Using social influence and persuasion to create wounded pride to: establish crowd behaviour (engendering deindividuation and disinhibition); induce conformity and possibly diffusion of responsibility, and to engender lack of self-control, for example:
- Extremist radio station broadcast messages:
- Persuading Hutus to “eliminate their Tutsi neighbours”
- “All Tutsis will perish. They will disappear from the earth. Slowly, slowly, slowly, we will kill them like rats”
- Exploited the Rwandan “culture of obedience” by telling Hutus that Tutsis wanted to enslave them
- Used propaganda to "remind Hutus that the Tutsis had ruled them for centuries, often treating them with disdain”
- Extremist Hutus referred to Tutsi survivors as "those not finished off"
Manipulating social and cultural controls (see Ghosts of Rwanda Discussion), and attempting to externally justify or rationalise behaviour, for example:
- Violence and aggression perpetrated against ordinary men, women and children
- Violent attacks take place or threaten churches, an orphanage, peacekeepers, UN representatives and aid workers
- (e.g., “Rwandan troops had stopped a Red Cross ambulance and killed six patients”)
- The killing of a possible in-group member Captain Mbaye Diagne of Senegal.. “an unarmed, black U.N. observer, renowned for his ability to charm his way past the killers”
- Attempting to maintain self-image or possibly exercising cognitive consistency: Hutus allowing the Red Cross safe passage across Rwanda after being embarrassed when the Red Cross chose to publicise the massacre across the Western world.
- Attributing external causes to behaviour (self-serving bias), rationalising one’s actions or diffusion of responsibility:
It was as if we were taken over by Satan. When Satan is using you, you lose your mind. We were not ourselves. You couldn't be normal and you start butchering people for no reason. We'd been attacked by the devil.
– Gitera Rwamuhizi, Hutu
Simultaneously, groups of white troops, journalists, expatriates and some aid workers demonstrated gross acts of racism and discrimination against the black people of Rwanda as they assisted other white people or their kin and fled the country:
What that meant was, anybody that was white-skinned got to get on an airplane and fly to safety, and anybody that was black-skinned got to stay in Rwanda and get killed. And that's as simple as it came down to.

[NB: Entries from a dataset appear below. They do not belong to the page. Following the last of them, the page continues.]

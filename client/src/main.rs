use clap::Parser;
use client::battleye;
use client::config::ConnectionConfig;
use client::rcon::Rcon;
use log::{error, info, warn};
use protocol::Event;
use std::time::Duration;
use tokio::io::{AsyncBufReadExt, BufReader};
use tokio::sync::mpsc;
use tokio_util::sync::CancellationToken;

#[derive(Parser, Debug)]
#[command(author, version, about, long_about = None)]
struct Args {
    /// RCON address of the game server
    #[arg(short = 's', long, default_value = "127.0.0.1:2306")]
    server: String,

    /// RCON password
    #[arg(short = 'p', long)]
    password: String,

    /// Seconds between keep-alive packets
    #[arg(short = 'k', long, default_value = "30")]
    keep_alive: u64,

    /// Seconds to wait for a command response
    #[arg(short = 't', long, default_value = "5")]
    timeout: u64,

    /// Print server events as JSON lines
    #[arg(long)]
    json: bool,
}

fn print_event(event: &Event, json: bool) {
    if json {
        match serde_json::to_string(event) {
            Ok(line) => println!("{}", line),
            Err(e) => warn!("Failed to encode event: {}", e),
        }
    } else {
        println!("[{:?}] {}", event.kind, event.payload);
    }
}

#[tokio::main]
async fn main() -> Result<(), Box<dyn std::error::Error>> {
    env_logger::init();

    if std::env::var("RUST_LOG").is_err() {
        eprintln!("Set RUST_LOG=info for detailed logging");
    }

    let args = Args::parse();
    let response_timeout = Duration::from_secs(args.timeout);

    let config = ConnectionConfig::new(&args.server, &args.password)
        .with_keep_alive(Duration::from_secs(args.keep_alive));
    let queue = config.event_queue;

    info!("Connecting to: {}", args.server);
    let rcon = Rcon::new(battleye::Client::new(config));
    rcon.connect().await?;

    let token = CancellationToken::new();
    let (events, mut rx) = mpsc::channel(queue);
    rcon.subscribe(token.clone(), events).await?;

    let json = args.json;
    let printer = tokio::spawn(async move {
        while let Some(event) = rx.recv().await {
            print_event(&event, json);
        }
    });

    let mut lines = BufReader::new(tokio::io::stdin()).lines();
    loop {
        let line = tokio::select! {
            _ = tokio::signal::ctrl_c() => {
                info!("Interrupted");
                break;
            }
            line = lines.next_line() => line?,
        };

        let Some(line) = line else { break };
        let cmd = line.trim();
        if cmd.is_empty() {
            continue;
        }

        match rcon.write(cmd).await {
            Ok(transmission) => match transmission.wait(response_timeout).await {
                Ok(response) => println!("{}", response),
                Err(e) => warn!("{}: {}", cmd, e),
            },
            Err(e) => error!("Failed to send {:?}: {}", cmd, e),
        }
    }

    token.cancel();
    if let Err(e) = rcon.disconnect().await {
        warn!("Disconnect failed: {}", e);
    }
    let _ = printer.await;

    Ok(())
}
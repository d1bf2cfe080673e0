use super::transmission::Transmission;
use crate::config::ConnectionConfig;
use crate::error::ClientError;
use crate::subscription::{SubscriptionId, Subscribers};
use log::{debug, error, info, warn};
use protocol::{
    build_cmd_packet, build_keep_alive_packet, build_login_packet, verify_login, wire_sequence,
    Event, Sequence, MAX_PACKET_SIZE,
};
use std::collections::HashMap;
use std::io;
use std::net::SocketAddr;
use std::sync::atomic::{AtomicU32, AtomicU64, Ordering};
use std::sync::Arc;
use std::time::Duration;
use tokio::net::{lookup_host, UdpSocket};
use tokio::sync::{mpsc, Mutex, RwLock};
use tokio::time::{interval_at, timeout, Instant, MissedTickBehavior};
use tokio_util::sync::CancellationToken;
use tokio_util::task::TaskTracker;

/// State shared between a [`Connection`] and the tasks it spawns.
#[derive(Debug, Default)]
pub(crate) struct Shared {
    pub(crate) sequence: AtomicU32,
    pub(crate) pingback: AtomicU64,
    pub(crate) keep_alive: AtomicU64,
    /// Outstanding commands by wire sequence.
    pub(crate) transmissions: RwLock<HashMap<u8, Transmission>>,
    /// Keep-alives still owed a reply, counted by wire sequence.
    pub(crate) keep_alives: Mutex<HashMap<u8, u32>>,
    pub(crate) subscribers: RwLock<Subscribers<Event>>,
}

impl Shared {
    pub(crate) fn sequence(&self) -> Sequence {
        self.sequence.load(Ordering::SeqCst)
    }

    pub(crate) fn add_pingback(&self) -> u64 {
        self.pingback.fetch_add(1, Ordering::SeqCst) + 1
    }

    pub(crate) fn add_keep_alive(&self) -> u64 {
        self.keep_alive.fetch_add(1, Ordering::SeqCst) + 1
    }

    /// Notes that a keep-alive with wire sequence `key` is about to go out,
    /// so its bare reply is not taken for a command response.
    pub(crate) async fn expect_pingback(&self, key: u8) {
        *self.keep_alives.lock().await.entry(key).or_insert(0) += 1;
    }

    /// Consumes one outstanding keep-alive for `key`, if there is one.
    pub(crate) async fn take_pingback(&self, key: u8) -> bool {
        let mut keep_alives = self.keep_alives.lock().await;
        match keep_alives.get_mut(&key) {
            Some(1) => {
                keep_alives.remove(&key);
                true
            }
            Some(count) => {
                *count -= 1;
                true
            }
            None => false,
        }
    }

    /// Removes `transmission` from the table, unless its slot has since been
    /// taken by a newer command with the same wire sequence.
    pub(crate) async fn retire(&self, transmission: &Transmission) -> bool {
        let key = wire_sequence(transmission.key());
        let mut transmissions = self.transmissions.write().await;
        if transmissions
            .get(&key)
            .is_some_and(|current| current.is_same(transmission))
        {
            transmissions.remove(&key);
            true
        } else {
            false
        }
    }
}

/// Cancellation scope for the loops of one open session.
#[derive(Debug)]
struct Supervisor {
    token: CancellationToken,
    tracker: TaskTracker,
}

/// A single BattlEye RCON session.
///
/// The connection is closed while it holds no socket. [`open`](Self::open)
/// logs in and starts the keep-alive and reader loops, [`close`](Self::close)
/// stops them and releases the socket. Callers serialize `open`, `close` and
/// `write`; everything else may be called concurrently.
#[derive(Debug)]
pub struct Connection {
    config: ConnectionConfig,
    socket: Option<Arc<UdpSocket>>,
    pub(super) shared: Arc<Shared>,
    supervisor: Option<Supervisor>,
    /// Cancelled on drop so subscription watchdogs do not outlive us.
    lifetime: CancellationToken,
}

impl Connection {
    pub fn new(config: ConnectionConfig) -> Self {
        Self {
            config,
            socket: None,
            shared: Arc::new(Shared::default()),
            supervisor: None,
            lifetime: CancellationToken::new(),
        }
    }

    pub fn config(&self) -> &ConnectionConfig {
        &self.config
    }

    /// True while logged in with both session loops running. A connection
    /// whose loops stopped on a fatal error reports false but still needs
    /// [`close`](Self::close) to release its socket.
    pub fn is_open(&self) -> bool {
        self.socket.is_some() && !self.session_ended()
    }

    fn session_ended(&self) -> bool {
        self.supervisor
            .as_ref()
            .is_some_and(|supervisor| supervisor.token.is_cancelled())
    }

    pub fn local_addr(&self) -> Option<SocketAddr> {
        self.socket.as_ref().and_then(|s| s.local_addr().ok())
    }

    /// Dials the server, logs in and starts the session loops.
    ///
    /// Nothing is kept if any step fails; the connection stays closed.
    pub async fn open(&mut self) -> Result<(), ClientError> {
        if self.socket.is_some() {
            return Err(ClientError::AlreadyOpen);
        }

        let socket = dial(&self.config.address).await.map_err(ClientError::Dial)?;
        self.login(&socket).await?;
        info!("Logged in to {}", self.config.address);

        self.socket = Some(Arc::new(socket));
        self.hold()
    }

    async fn login(&self, socket: &UdpSocket) -> Result<(), ClientError> {
        let packet = build_login_packet(&self.config.password);
        match timeout(self.config.login_write_timeout, socket.send(&packet)).await {
            Ok(Ok(_)) => {}
            Ok(Err(e)) => return Err(ClientError::LoginSendFailed(e)),
            Err(_) => {
                return Err(ClientError::LoginSendFailed(io::Error::new(
                    io::ErrorKind::TimedOut,
                    "login write timed out",
                )))
            }
        }

        let mut buffer = [0u8; MAX_PACKET_SIZE];
        let len = match timeout(self.config.login_read_timeout, socket.recv(&mut buffer)).await {
            Ok(Ok(len)) => len,
            Ok(Err(e)) => return Err(ClientError::LoginReadFailed(e)),
            Err(_) => return Err(ClientError::LoginTimeout(self.config.login_read_timeout)),
        };

        verify_login(&buffer[..len]).map_err(ClientError::LoginVerifyFailed)
    }

    /// Starts the keep-alive writer and the reader under one cancellation
    /// scope. A fatal error in either loop stops both.
    pub fn hold(&mut self) -> Result<(), ClientError> {
        let socket = self.socket.clone().ok_or(ClientError::NotOpen)?;
        if self.supervisor.is_some() {
            return Err(ClientError::AlreadyOpen);
        }

        let token = CancellationToken::new();
        let tracker = TaskTracker::new();

        let writer = writer_loop(
            Arc::clone(&socket),
            Arc::clone(&self.shared),
            self.config.keep_alive_interval,
            token.clone(),
        );
        tracker.spawn(async move {
            if let Err(e) = writer.await {
                error!("Keep-alive loop stopped: {}", e);
            }
        });

        let reader = reader_loop(
            socket,
            Arc::clone(&self.shared),
            self.config.read_timeout,
            token.clone(),
            tracker.clone(),
        );
        tracker.spawn(async move {
            if let Err(e) = reader.await {
                error!("Reader loop stopped: {}", e);
            }
        });

        self.supervisor = Some(Supervisor { token, tracker });
        Ok(())
    }

    /// Stops both loops, waits for them and any in-flight packet handlers to
    /// finish, then releases the socket. Pending transmissions are dropped.
    pub async fn close(&mut self) -> Result<(), ClientError> {
        let socket = self.socket.take().ok_or(ClientError::NotOpen)?;

        if let Some(supervisor) = self.supervisor.take() {
            supervisor.token.cancel();
            supervisor.tracker.close();
            supervisor.tracker.wait().await;
        }

        let dropped = {
            let mut transmissions = self.shared.transmissions.write().await;
            let count = transmissions.len();
            transmissions.clear();
            count
        };
        if dropped > 0 {
            debug!("Dropped {} pending transmissions on close", dropped);
        }
        self.shared.keep_alives.lock().await.clear();

        Arc::try_unwrap(socket)
            .map_err(|_| ClientError::CloseFailed("socket is still in use".to_string()))?;
        info!("Connection to {} closed", self.config.address);
        Ok(())
    }

    /// Sends `cmd` under the next sequence and returns its transmission.
    pub async fn write(&self, cmd: &str) -> Result<Transmission, ClientError> {
        let socket = self.socket.as_ref().ok_or(ClientError::NotOpen)?;
        if self.session_ended() {
            return Err(ClientError::SessionEnded);
        }

        let seq = self.next_sequence();
        let key = wire_sequence(seq);
        let transmission = Transmission::new(seq, cmd);

        {
            let mut transmissions = self.shared.transmissions.write().await;
            if let Some(stale) = transmissions.insert(key, transmission.clone()) {
                warn!(
                    "Sequence {} wrapped onto pending {:?}, discarding it",
                    key,
                    stale.request()
                );
            }
        }

        if let Err(e) = socket.send(&build_cmd_packet(cmd, seq)).await {
            self.shared.transmissions.write().await.remove(&key);
            return Err(ClientError::SendFailed(e));
        }

        debug!("Sent command {:?} with sequence {}", cmd, seq);
        Ok(transmission)
    }

    /// Delivers every server message to `out` until `token` is cancelled.
    /// Cancelling removes the subscription and closes `out`.
    pub async fn subscribe(
        &self,
        token: CancellationToken,
        out: mpsc::Sender<Event>,
    ) -> SubscriptionId {
        let id = self.shared.subscribers.write().await.add(out);
        debug!("Subscribed {}", id);

        let shared = Arc::downgrade(&self.shared);
        let lifetime = self.lifetime.clone();
        tokio::spawn(async move {
            tokio::select! {
                _ = token.cancelled() => {}
                _ = lifetime.cancelled() => return,
            }
            if let Some(shared) = shared.upgrade() {
                if shared.subscribers.write().await.remove(id) {
                    debug!("Unsubscribed {}", id);
                }
            }
        });

        id
    }

    /// Removes a subscription right away. Returns false if it was already gone.
    pub async fn unsubscribe(&self, id: SubscriptionId) -> bool {
        self.shared.subscribers.write().await.remove(id)
    }

    pub async fn subscriber_count(&self) -> usize {
        self.shared.subscribers.read().await.len()
    }

    /// Processes one inbound packet as the reader loop would.
    pub async fn handle_packet(&self, packet: &[u8]) -> Result<(), ClientError> {
        self.shared
            .handle_packet(self.socket.as_deref(), packet)
            .await
    }

    pub fn sequence(&self) -> Sequence {
        self.shared.sequence()
    }

    pub fn next_sequence(&self) -> Sequence {
        self.shared.sequence.fetch_add(1, Ordering::SeqCst) + 1
    }

    pub fn reset_sequence(&self) {
        self.shared.sequence.store(0, Ordering::SeqCst);
    }

    pub fn pingback(&self) -> u64 {
        self.shared.pingback.load(Ordering::SeqCst)
    }

    pub fn reset_pingback(&self) {
        self.shared.pingback.store(0, Ordering::SeqCst);
    }

    pub fn keep_alive(&self) -> u64 {
        self.shared.keep_alive.load(Ordering::SeqCst)
    }

    pub fn reset_keep_alive(&self) {
        self.shared.keep_alive.store(0, Ordering::SeqCst);
    }

    pub async fn transmission(&self, seq: Sequence) -> Option<Transmission> {
        self.shared
            .transmissions
            .read()
            .await
            .get(&wire_sequence(seq))
            .cloned()
    }

    pub async fn pending_transmissions(&self) -> usize {
        self.shared.transmissions.read().await.len()
    }
}

impl Drop for Connection {
    fn drop(&mut self) {
        self.lifetime.cancel();
        if let Some(supervisor) = &self.supervisor {
            supervisor.token.cancel();
        }
    }
}

impl crate::rcon::Connection for Connection {
    type Transmission = Transmission;

    async fn open(&mut self) -> Result<(), ClientError> {
        self.open().await
    }

    async fn close(&mut self) -> Result<(), ClientError> {
        self.close().await
    }

    async fn write(&self, cmd: &str) -> Result<Transmission, ClientError> {
        self.write(cmd).await
    }

    async fn subscribe(
        &self,
        token: CancellationToken,
        out: mpsc::Sender<Event>,
    ) -> SubscriptionId {
        self.subscribe(token, out).await
    }
}

/// Resolves `address` and returns a UDP socket connected to the first
/// candidate that accepts.
async fn dial(address: &str) -> io::Result<UdpSocket> {
    let mut last_err = None;

    for addr in lookup_host(address).await? {
        let local: SocketAddr = if addr.is_ipv4() {
            ([0u8; 4], 0).into()
        } else {
            ([0u16; 8], 0).into()
        };

        let attempt = async {
            let socket = UdpSocket::bind(local).await?;
            socket.connect(addr).await?;
            Ok::<_, io::Error>(socket)
        };
        match attempt.await {
            Ok(socket) => return Ok(socket),
            Err(e) => last_err = Some(e),
        }
    }

    Err(last_err.unwrap_or_else(|| {
        io::Error::new(
            io::ErrorKind::InvalidInput,
            format!("{} did not resolve to any address", address),
        )
    }))
}

async fn writer_loop(
    socket: Arc<UdpSocket>,
    shared: Arc<Shared>,
    period: Duration,
    token: CancellationToken,
) -> Result<(), ClientError> {
    let period = period.max(Duration::from_millis(1));
    let mut ticker = interval_at(Instant::now() + period, period);
    ticker.set_missed_tick_behavior(MissedTickBehavior::Delay);

    loop {
        tokio::select! {
            _ = token.cancelled() => {
                debug!("Keep-alive loop shutting down");
                return Ok(());
            }
            _ = ticker.tick() => {
                let seq = shared.sequence();
                shared.expect_pingback(wire_sequence(seq)).await;
                let packet = build_keep_alive_packet(seq);
                if let Err(e) = socket.send(&packet).await {
                    token.cancel();
                    return Err(ClientError::SendFailed(e));
                }
                let count = shared.add_keep_alive();
                debug!("Sent keep-alive #{}", count);
            }
        }
    }
}

async fn reader_loop(
    socket: Arc<UdpSocket>,
    shared: Arc<Shared>,
    read_timeout: Duration,
    token: CancellationToken,
    tracker: TaskTracker,
) -> Result<(), ClientError> {
    let mut buffer = [0u8; MAX_PACKET_SIZE];

    loop {
        let received = tokio::select! {
            _ = token.cancelled() => {
                debug!("Reader loop shutting down");
                return Ok(());
            }
            received = timeout(read_timeout, socket.recv(&mut buffer)) => received,
        };

        let len = match received {
            // Read deadline elapsed; poll again.
            Err(_) => continue,
            Ok(Ok(len)) => len,
            Ok(Err(e)) => {
                token.cancel();
                return Err(ClientError::Receive(e));
            }
        };

        let packet = buffer[..len].to_vec();
        let shared = Arc::clone(&shared);
        let socket = Arc::clone(&socket);
        tracker.spawn(async move {
            if let Err(e) = shared.handle_packet(Some(socket.as_ref()), &packet).await {
                warn!("Dropping packet: {}", e);
            }
        });
    }
}
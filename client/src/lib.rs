//! # BattlEye RCON Client Library
//!
//! This library implements the client side of the BattlEye RCON protocol: it
//! logs in to a game server over UDP, keeps the session alive, sends text
//! commands, reassembles their (possibly multi-packet) responses and hands
//! server-pushed chat and event messages to any number of consumers.
//!
//! ## Architecture Overview
//!
//! ### Capabilities and the Façade
//! The [`rcon`] module defines three small traits, [`rcon::Client`],
//! [`rcon::Connection`] and [`rcon::Transmission`], plus the [`rcon::Rcon`]
//! façade that wraps one connection behind a mutex. The façade never sees
//! BattlEye specifics, so another game's protocol only has to provide the
//! three traits.
//!
//! ### Sessions
//! A [`battleye::Connection`] is either closed (no socket) or open. Opening
//! dials the server, performs the login handshake under short deadlines and
//! then starts two supervised tasks:
//! - a writer sending a keep-alive every interval so the server does not
//!   drop the session, and
//! - a reader that hands every datagram to its own packet-handling task.
//!
//! Closing cancels both, waits for them and every in-flight handler, and only
//! then releases the socket.
//!
//! ### Requests and Responses
//! Every command gets the next sequence number and a [`battleye::Transmission`]
//! registered under it. Responses may be split across several fragments that
//! arrive in any order; the transmission completes once all of them are in,
//! and its completion is latched so late waiters still see it.
//!
//! ### Server Events
//! Server messages are acknowledged (the server repeats unacknowledged ones),
//! classified as chat or generic events and offered to every subscriber. A
//! subscription lives until its [`CancellationToken`](tokio_util::sync::CancellationToken)
//! is cancelled. Delivery never blocks: a subscriber with a full queue misses
//! the event.
//!
//! ## Module Organization
//!
//! ### BattlEye (`battleye`)
//! Connection, packet dispatch and transmissions for the BattlEye protocol.
//!
//! ### Broker (`broker`)
//! A generic fan-out from one input channel to many subscribers, used to
//! split one event stream between independent consumers.
//!
//! ### Configuration (`config`)
//! Address, credentials and timing knobs for a connection.
//!
//! ### Errors (`error`)
//! [`ClientError`] and [`BrokerError`].
//!
//! ### Subscriptions (`subscription`)
//! The subscriber registry shared by connections and the broker.
//!
//! ## Usage Example
//!
//! ```rust,no_run
//! use client::battleye;
//! use client::config::ConnectionConfig;
//! use client::rcon::Rcon;
//! use std::time::Duration;
//! use tokio::sync::mpsc;
//! use tokio_util::sync::CancellationToken;
//!
//! #[tokio::main]
//! async fn main() -> Result<(), Box<dyn std::error::Error>> {
//!     let config = ConnectionConfig::new("127.0.0.1:2306", "password");
//!     let rcon = Rcon::new(battleye::Client::new(config));
//!     rcon.connect().await?;
//!
//!     // Receive chat and events until the token is cancelled
//!     let (events, mut rx) = mpsc::channel(64);
//!     let token = CancellationToken::new();
//!     rcon.subscribe(token.clone(), events).await?;
//!
//!     let players = rcon.write("players").await?;
//!     println!("{}", players.wait(Duration::from_secs(5)).await?);
//!
//!     token.cancel();
//!     rcon.disconnect().await?;
//!     Ok(())
//! }
//! ```

pub mod battleye;
pub mod broker;
pub mod config;
pub mod error;
pub mod rcon;
pub mod subscription;

pub use broker::{Broker, BrokerHandle};
pub use config::ConnectionConfig;
pub use error::{BrokerError, ClientError};
pub use rcon::Rcon;
pub use subscription::SubscriptionId;
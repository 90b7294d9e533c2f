//! Application state - shared across all handlers.

use std::sync::Arc;

use mireddit_core::ports::{PostRepository, UserRepository};
use mireddit_core::services::{PostService, UserService};
use mireddit_infra::auth::Argon2PasswordService;
use mireddit_infra::database::DatabaseConfig;
use mireddit_infra::memory::{InMemoryPostRepository, InMemoryUserRepository};

/// Shared application state.
#[derive(Clone)]
pub struct AppState {
    pub posts: Arc<PostService>,
    pub users: Arc<UserService>,
}

impl AppState {
    /// Build the application state with appropriate implementations.
    pub async fn new(db_config: Option<&DatabaseConfig>) -> Self {
        let (post_repo, user_repo) = Self::repositories(db_config).await;

        let passwords = Arc::new(Argon2PasswordService::new());

        tracing::info!("Application state initialized");

        Self {
            posts: Arc::new(PostService::new(post_repo)),
            users: Arc::new(UserService::new(user_repo, passwords)),
        }
    }

    #[cfg(feature = "postgres")]
    async fn repositories(
        db_config: Option<&DatabaseConfig>,
    ) -> (Arc<dyn PostRepository>, Arc<dyn UserRepository>) {
        use mireddit_infra::database::{PostgresPostRepository, PostgresUserRepository, connect};

        if let Some(config) = db_config {
            match connect(config).await {
                Ok(conn) => {
                    return (
                        Arc::new(PostgresPostRepository::new(conn.clone())),
                        Arc::new(PostgresUserRepository::new(conn)),
                    );
                }
                Err(e) => {
                    tracing::error!(
                        "Failed to connect to database: {}. Using in-memory fallback.",
                        e
                    );
                }
            }
        } else {
            tracing::warn!("DATABASE_URL not set. Running without database (in-memory mode).");
        }

        Self::in_memory()
    }

    #[cfg(not(feature = "postgres"))]
    async fn repositories(
        _db_config: Option<&DatabaseConfig>,
    ) -> (Arc<dyn PostRepository>, Arc<dyn UserRepository>) {
        tracing::info!("Running without postgres feature - using in-memory repositories");
        Self::in_memory()
    }

    fn in_memory() -> (Arc<dyn PostRepository>, Arc<dyn UserRepository>) {
        (
            Arc::new(InMemoryPostRepository::new()),
            Arc::new(InMemoryUserRepository::new()),
        )
    }
}
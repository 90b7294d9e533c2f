use sea_orm_migration::prelude::*;

#[derive(DeriveMigrationName)]
pub struct Migration;

#[async_trait::async_trait]
impl MigrationTrait for Migration {
    async fn up(&self, manager: &SchemaManager) -> Result<(), DbErr> {
        manager
            .create_table(
                Table::create()
                    .table(Users::Table)
                    .if_not_exists()
                    .col(
                        ColumnDef::new(Users::Id)
                            .integer()
                            .not_null()
                            .auto_increment()
                            .primary_key(),
                    )
                    // Uniqueness lives here; the application layer only
                    // does a best-effort pre-check.
                    .col(
                        ColumnDef::new(Users::Username)
                            .string()
                            .not_null()
                            .unique_key(),
                    )
                    .col(ColumnDef::new(Users::PasswordHash).string().not_null())
                    .col(
                        ColumnDef::new(Users::CreatedAt)
                            .timestamp_with_time_zone()
                            .not_null()
                            .default(Expr::current_timestamp()),
                    )
                    .col(
                        ColumnDef::new(Users::UpdatedAt)
                            .timestamp_with_time_zone()
                            .not_null()
                            .default(Expr::current_timestamp()),
                    )
                    .to_owned(),
            )
            .await
    }

    async fn down(&self, manager: &SchemaManager) -> Result<(), DbErr> {
        manager
            .drop_table(Table::drop().table(Users::Table).to_owned())
            .await
    }
}

#[derive(DeriveIden)]
enum Users {
    Table,
    Id,
    Username,
    PasswordHash,
    CreatedAt,
    UpdatedAt,
}
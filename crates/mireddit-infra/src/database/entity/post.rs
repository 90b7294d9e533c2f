//! Post entity for SeaORM.

use sea_orm::entity::prelude::*;

// No relation to users: posts carry no ownership information.
#[derive(Clone, Debug, PartialEq, Eq, DeriveEntityModel)]
#[sea_orm(table_name = "posts")]
pub struct Model {
    #[sea_orm(primary_key)]
    pub id: i32,
    pub title: String,
    pub created_at: DateTimeWithTimeZone,
    pub updated_at: DateTimeWithTimeZone,
}

#[derive(Copy, Clone, Debug, EnumIter, DeriveRelation)]
pub enum Relation {}

impl ActiveModelBehavior for ActiveModel {}

/// Conversion from SeaORM Model to Domain Post.
impl From<Model> for mireddit_core::domain::Post {
    fn from(model: Model) -> Self {
        Self {
            id: model.id,
            title: model.title,
            created_at: model.created_at.into(),
            updated_at: model.updated_at.into(),
        }
    }
}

– Major Brent Beardsley UN Operations Manager, Rwanda
The outside world (particularly the UN and USA) abandoned the country and a handful of foreigners (diplomats, aid workers and UN representatives) elected to stay and protect the Rwandans or smuggle them out of the country. The US in particular rationalised their actions by failing to define the incident as a genocide and explaning that the US had no 'interests' in Rwanda and therefore no incentive to stay.
[edit] Benevolence
Additional resource: Prosocial behaviour keywords
Those who stayed to assist the Rwandan people clearly demonstrated a high level of prosocial behaviour. Depending on the context, conformity and obedience can be considered as prosocial or anti-social acts. In this extreme context it was the lack of conformity and disregard for orders to abandon Rwanda that deemed these acts prosocial. Many of those who stayed did so without the support of their organisations or governments, and at great risk to themselves and others. However, these few people managed to save hundreds and possibly thousands of lives. The actions of those foreigners who stayed may have been motivated by empathy (empathy-altruism hypothesis), but did not involve reciprocity, kin selection or egotistic helping. Indeed their motives are seemingly altruistic.
If people in Rwanda ever needed help, now was the time. And everybody's leaving… That Tutsi young lady and that Tutsi young man were faces right there to me representing the country, and I felt if I left, they were going to be killed. …I've got this blue American passport. That means I can go. But all of these people don't have a passport. They can't go. And-- and while all of those things played in, the bottom line is it just seemed the right thing to do.